Species discrimination

In the present study, three commonly used methods; tree-based, distance-based, and similarity-based (BLAST-Basic Local Alignment Search Tool) were applied to the individual DNA barcode and their potential combinations to assess the effectiveness of species discrimination.

Tree-based approach

In this approach, discrimination effectiveness of individual barcodes or their combinations is determined based on the proportion of monophyletic species in dendrograms. Unrooted neighbour-joining (NJ) trees were built using p-distance and pairwise deletion model for the tree-based technique in MEGA X [35,36,37]. Node support was determined using 1000 bootstrap replicates. Species discrimination was considered successful when every individual of the same species belonged to a single clade [7]. The species discrimination rate for a DNA barcode region was calculated as the number of species which did not cluster with individuals of any other species divided by the total number of species used.

Distance-based approach

In this approach, pairwise-genetic distance (PWG-distance) was calculated using Kimura-2-parameter (K2P) model using MEGA X software. Inter- and intra-specific genetic distances were used to calculate barcoding gaps [7, 38]. No species discrimination was considered when the interspecific genetic distance between the corresponding species was estimated as zero (0.0) [39]. Species discrimination rate was calculated as the number of species having K2P distance zero with any other species divided by the total number of species that have been analyzed for a DNA barcode region.

Similarity-based approach

In this approach, NCBI BLAST program was used and all sequences were queried using the blastn command. Discrimination of a species was considered satisfactory if all the members of a species appeared in top matching hit. If all the sequences of a species showed 100% match (query cover and percent identity) or maximum with only same species, not with others, then species identification was considered successful. The species discrimination rate was calculated as the number of species which matched with same species divided by the total number of species used.
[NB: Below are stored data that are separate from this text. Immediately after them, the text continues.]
//! Configuration for database-backed forms and button handling.

use formwork_core::FormConfig;

/// Table wiring for a [`DatabaseForm`](crate::database::DatabaseForm).
#[derive(Debug, Clone)]
pub struct DatabaseConfig {
    /// Form name; defaults to the table name.
    pub name: Option<String>,
    /// URL the form posts to.
    pub action: String,
    pub method: String,
    /// Lay rows out with `<div>`s instead of a table.
    pub usedivs: bool,
    /// Primary key column. Setting it makes the form editable.
    pub idname: Option<String>,
    /// Column stamped with the insert time.
    pub createdname: Option<String>,
    /// Column stamped on every insert and update.
    pub modifiedname: Option<String>,
    /// Applied to every field of the form.
    pub form: FormConfig,
}

impl Default for DatabaseConfig {
    fn default() -> Self {
        Self {
            name: None,
            action: String::new(),
            method: "post".to_string(),
            usedivs: false,
            idname: None,
            createdname: None,
            modifiedname: None,
            form: FormConfig::default(),
        }
    }
}

impl DatabaseConfig {
    /// Columns never turned into fields: the id and timestamp columns.
    #[must_use]
    pub fn reserved_columns(&self) -> Vec<&str> {
        [&self.idname, &self.createdname, &self.modifiedname]
            .into_iter()
            .filter_map(|c| c.as_deref())
            .collect()
    }
}

/// Button labels and redirect targets for
/// [`DatabaseForm::handle_buttons`](crate::database::DatabaseForm::handle_buttons).
///
/// A button counts as pressed only when its submitted value equals the
/// label. Redirect targets left as `None` fall back to the edit page of the
/// affected record (or the bare action after a delete).
#[derive(Debug, Clone)]
pub struct HandlerConfig {
    pub submit_label: String,
    pub update_label: String,
    pub delete_label: String,
    pub revert_label: String,
    pub on_submit: Option<String>,
    pub on_update: Option<String>,
    pub on_delete: Option<String>,
    pub on_cancel: Option<String>,
}

impl Default for HandlerConfig {
    fn default() -> Self {
        Self {
            submit_label: "Submit Form".to_string(),
            update_label: "Update Entry".to_string(),
            delete_label: "Delete Entry".to_string(),
            revert_label: "Revert Entry".to_string(),
            on_submit: None,
            on_update: None,
            on_delete: None,
            on_cancel: None,
        }
    }
}

#[cfg(test)]
mod tests {
    use super::*;

    #[test]
    fn database_config_defaults() {
        let config = DatabaseConfig::default();
        assert!(config.name.is_none());
        assert_eq!(config.method, "post");
        assert!(!config.usedivs);
        assert!(config.reserved_columns().is_empty());
        assert!(config.form.html5);
    }

    #[test]
    fn reserved_columns_skip_unset_names() {
        let config = DatabaseConfig {
            idname: Some("id".into()),
            modifiedname: Some("modified".into()),
            ..DatabaseConfig::default()
        };
        assert_eq!(config.reserved_columns(), vec!["id", "modified"]);
    }

    #[test]
    fn handler_config_defaults() {
        let config = HandlerConfig::default();
        assert_eq!(config.submit_label, "Submit Form");
        assert_eq!(config.update_label, "Update Entry");
        assert_eq!(config.delete_label, "Delete Entry");
        assert_eq!(config.revert_label, "Revert Entry");
        assert!(config.on_submit.is_none());
        assert!(config.on_cancel.is_none());
    }
}
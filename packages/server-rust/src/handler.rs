//! Button handling for database-backed forms.
//!
//! [`DatabaseForm::handle_buttons`] decides what a request means (a fresh
//! submission, an edit, a delete, a revert, or a plain page view) and
//! reports it as an [`Outcome`]. Sending the redirect is left to the caller.

use tracing::debug;

use crate::config::HandlerConfig;
use crate::context::{Method, RequestContext};
use crate::database::{DatabaseForm, RecordStore};
use crate::error::ServerError;
use crate::session::is_valid_post;
use crate::submission::with_query;

/// Result of handling one request.
#[derive(Debug, Clone, PartialEq, Eq)]
pub enum Outcome {
    /// Show the form again, with any errors from parsing.
    Redisplay,
    /// A stored record was loaded into the form for editing.
    Loaded(String),
    /// A record was created. Without a redirect, show an acknowledgement.
    Inserted { id: String, redirect: Option<String> },
    Updated { id: String, redirect: String },
    Deleted { id: String, redirect: String },
    /// Edits were abandoned.
    Reverted { redirect: String },
}

impl Outcome {
    /// Location to send the client to, if any.
    #[must_use]
    pub fn redirect(&self) -> Option<&str> {
        match self {
            Self::Redisplay | Self::Loaded(_) => None,
            Self::Inserted { redirect, .. } => redirect.as_deref(),
            Self::Updated { redirect, .. }
            | Self::Deleted { redirect, .. }
            | Self::Reverted { redirect } => Some(redirect),
        }
    }
}

fn pressed(ctx: &RequestContext, button: &str, label: &str) -> bool {
    ctx.posted(button) == Some(label)
}

impl DatabaseForm {
    fn edit_location(&self, id: &str) -> String {
        let idname = self.config().idname.as_deref().unwrap_or_default();
        with_query(self.form().action(), idname, id)
    }

    /// Handles the request in `ctx`.
    ///
    /// A post counts only if it echoes the session's process token; the
    /// values are then parsed, and validated if a submit, update or delete
    /// button was pressed. Update, delete and revert need an editable
    /// form. A GET naming the selected record loads it. Call
    /// [`DatabaseForm::initialize`] first.
    ///
    /// # Errors
    ///
    /// Returns [`ServerError::Store`] if the store fails, or
    /// [`ServerError::MissingRecordId`] for an update or delete with no
    /// record to act on.
    pub fn handle_buttons(
        &mut self,
        ctx: &RequestContext,
        store: &mut dyn RecordStore,
        config: &HandlerConfig,
    ) -> Result<Outcome, ServerError> {
        let editable = self.is_editable();
        if ctx.method == Method::Post && is_valid_post(ctx) {
            let submit = pressed(ctx, "submitButton", &config.submit_label);
            let delete = editable && pressed(ctx, "deleteButton", &config.delete_label);
            let update = editable && pressed(ctx, "updateButton", &config.update_label);
            let valid = self
                .form_mut()
                .parse_values(&ctx.body, submit || delete || update);
            debug!(table = %self.table(), submit, update, delete, valid, "handling post");

            if editable && pressed(ctx, "cancelButton", &config.revert_label) {
                let id = self.record_id().unwrap_or_default();
                let redirect = config
                    .on_cancel
                    .clone()
                    .unwrap_or_else(|| self.edit_location(id));
                return Ok(Outcome::Reverted { redirect });
            }
            if !valid {
                return Ok(Outcome::Redisplay);
            }
            if submit {
                let Some(id) = self.insert(store)? else {
                    return Ok(Outcome::Redisplay);
                };
                let redirect = config
                    .on_submit
                    .clone()
                    .or_else(|| editable.then(|| self.edit_location(&id)));
                return Ok(Outcome::Inserted { id, redirect });
            }
            if delete {
                if let Some(id) = self.delete(store)? {
                    let redirect = config.on_delete.clone().unwrap_or_else(|| {
                        let action = self.form().action();
                        action.split_once('?').map_or(action, |(base, _)| base).to_string()
                    });
                    return Ok(Outcome::Deleted { id, redirect });
                }
            } else if update {
                if let Some(id) = self.update(store)? {
                    let redirect = config
                        .on_update
                        .clone()
                        .unwrap_or_else(|| self.edit_location(&id));
                    return Ok(Outcome::Updated { id, redirect });
                }
            }
            return Ok(Outcome::Redisplay);
        }

        if ctx.method == Method::Get && editable {
            let idname = self.config().idname.clone().unwrap_or_default();
            if let Some(id) = self.record_id().map(str::to_string) {
                if ctx.queried(&idname).map(str::trim) == Some(id.as_str())
                    && self.load(&*store, &id)?
                {
                    return Ok(Outcome::Loaded(id));
                }
            }
        }
        Ok(Outcome::Redisplay)
    }
}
Table 2 Nucleotide pair frequencies of individual nucleotide sequences of three barcodes and their combinations used during the present study

Results

Morphological features of Aconitum spp

The plants of A. heterophyllum are erect, herbaceous perennials, and their height varies from 30 to 100 cm with ovoid or fusiform roots. Stem is simple or sometimes branches arose from the lower part, glabrous with a few very short crispate hairs above. Lower leaves are long petiolate, usually 5 lobed and orbicular-cordate to ovate-cordate in shape. Upper leaves are short petiolate or sessile, lanceolate and irregularly crenate-dentate. Inflorescence is loose raceme, greenish blue in colour with dark purple veins (Fig. 1A). Sepals are petaloid, blue to violet, glabrous and erect; the upper sepals are helmet shape and the lateral sepals are narrow.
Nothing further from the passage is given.